THIS special delivery looks relatively simple and compact. Ballarat Health Services head of urology Lachlan Dodds said the impact this machine will make will, quite simply, be massive.
Worth $180,000, or the same as a luxury vehicle, the transperineal grid prostate biopsy system is the first of its generation in Victoria and only one in an Australian public hospital.
The bottom line is that this machine will not inflict post-biopsy pain or infection risk for most patients.
“The thing prostate cancer survivors remember most from their experience is their biopsy – ask any survivor in this room,” Dr Dodds said at the public unveiling of the machine on Friday. “There is virtually no pain and virtually no risk of infection that is traditionally a problem with traditional biopsy machines.”
Dr Dodds said a prostate biopsy deterred a lot of men from returning for further treatment. he said the risk of infection, via traditional methods, was increasingly exacerbated by superbugs that resisted antibiotics, making more men horrendously sick. This could all now be avoided.

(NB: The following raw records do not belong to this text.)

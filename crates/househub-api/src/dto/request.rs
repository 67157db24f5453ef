//! Request DTOs with validation.
//!
//! Every field is optional at the serde level so a missing field reaches
//! validation instead of failing deserialization.

use serde::{Deserialize, Serialize};
use validator::Validate;

use househub_service::SignupInput;

/// Login request body.
#[derive(Debug, Clone, Default, Serialize, Deserialize, Validate)]
pub struct LoginRequest {
    #[validate(required, length(min = 1))]
    pub email: Option<String>,
    #[validate(required, length(min = 1))]
    pub password: Option<String>,
}

impl LoginRequest {
    /// The validated `(email, password)` pair.
    pub fn into_credentials(self) -> (String, String) {
        (
            self.email.unwrap_or_default(),
            self.password.unwrap_or_default(),
        )
    }
}

/// Signup request body.
#[derive(Debug, Clone, Default, Serialize, Deserialize, Validate)]
#[serde(rename_all = "camelCase")]
pub struct SignupRequest {
    #[validate(required, length(min = 1))]
    pub name: Option<String>,
    #[validate(required, length(min = 1))]
    pub email: Option<String>,
    #[validate(required, length(min = 1))]
    pub password: Option<String>,
    #[validate(required, length(min = 1))]
    pub confirm_password: Option<String>,
    /// Preferred house name.
    pub house: Option<String>,
}

impl From<SignupRequest> for SignupInput {
    fn from(req: SignupRequest) -> Self {
        Self {
            name: req.name.unwrap_or_default(),
            email: req.email.unwrap_or_default(),
            password: req.password.unwrap_or_default(),
            confirm_password: req.confirm_password.unwrap_or_default(),
            house: req.house.filter(|h| !h.is_empty()),
        }
    }
}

Dr Dodds performed the first prostate biopsy with the machine for BHS on Tuesday. He said it was easier to use than most past technology and sported far clearer, accurate imaging – and it could adapt for use on other treatment processes.

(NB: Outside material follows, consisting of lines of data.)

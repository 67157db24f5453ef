//! House listing.

use std::sync::Arc;

use househub_core::result::AppResult;
use househub_entity::house::House;
use househub_storage::repositories::HouseRepository;

/// Serves the house list.
#[derive(Debug, Clone)]
pub struct HouseService {
    houses: Arc<HouseRepository>,
}

impl HouseService {
    pub fn new(houses: Arc<HouseRepository>) -> Self {
        Self { houses }
    }

    /// Every house as stored.
    pub async fn list(&self) -> AppResult<Vec<House>> {
        self.houses.find_all().await
    }
}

The Male Bag Foundation, known for promoting men’s health via road trips on old postman motorbikes, donated $60,000 for the machine in partnership with Wendouree Rotary Club.

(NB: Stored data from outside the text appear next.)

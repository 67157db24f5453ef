//! Custom Axum extractors.

pub mod auth;
pub mod json;

pub use auth::{CurrentUser, SessionUser};
pub use json::JsonBody;
//! One-time upgrade of plaintext passwords left in the user dataset.

use std::collections::HashMap;

use tracing::{info, warn};

use househub_core::result::AppResult;
use househub_entity::user::UserId;
use househub_storage::repositories::UserRepository;

use super::hasher::PasswordHasher;

/// Replaces every stored password that is not a PHC hash with its Argon2id hash.
///
/// Hashing happens outside the repository's write lock; the write cycle only
/// swaps values that still hold the plaintext that was hashed. Returns the
/// number of records rewritten.
pub async fn upgrade_plaintext_passwords(
    users: &UserRepository,
    hasher: &PasswordHasher,
) -> AppResult<usize> {
    let legacy: Vec<(UserId, String)> = users
        .find_all()
        .await?
        .into_iter()
        .filter(|u| !hasher.is_hash(&u.password_hash))
        .map(|u| (u.id, u.password_hash))
        .collect();

    if legacy.is_empty() {
        return Ok(0);
    }

    warn!(count = legacy.len(), "Found plaintext passwords in user dataset");

    let mut replacements: HashMap<UserId, (String, String)> = HashMap::new();
    for (id, plaintext) in legacy {
        let hash = hasher.hash_blocking(plaintext.clone()).await?;
        replacements.insert(id, (plaintext, hash));
    }

    let changed = users
        .update_each(|user| match replacements.get(&user.id) {
            Some((plaintext, hash)) if user.password_hash == *plaintext => {
                user.password_hash = hash.clone();
                true
            }
            _ => false,
        })
        .await?;

    info!(count = changed, "Upgraded plaintext passwords to Argon2id");
    Ok(changed)
}
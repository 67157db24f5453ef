//! House entity model.

use serde::{Deserialize, Serialize};
use serde_json::{Map, Value};

/// A house users are sorted into, as stored in `houses.json`.
///
/// Only `name` is interpreted. `id`, `points`, `color` and anything else
/// are served back exactly as stored.
#[derive(Debug, Clone, PartialEq, Serialize, Deserialize)]
pub struct House {
    /// Unique house name; signup requests refer to houses by name.
    pub name: String,
    #[serde(flatten)]
    pub fields: Map<String, Value>,
}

AFL legend and prostate cancer survivor David Parkin endured great pain from his biopsy in 2009. Mr Parkin, a Male Bag ambassador and guest speaker at the machine’s launch, hoped the new machine would help public patients from across western Victoria avoid a similar experience.
Mr Parkin has been part of Male Bag’s road convoys across rural and regional Australia. The foundation became involved with BHS via Mr Parkin’s long-time friend and Ballarat businessman Peter Stevens. Male Bag chairman Robert Glover, a former Ballarat-based councillor, said it was exciting to have played a part in bring such an important machine to the community.
“We’re not medical people by any means...if this piece of equipment can bring some comfort to men and the energy to keep going, that’s a good thing,” Mr Glover said.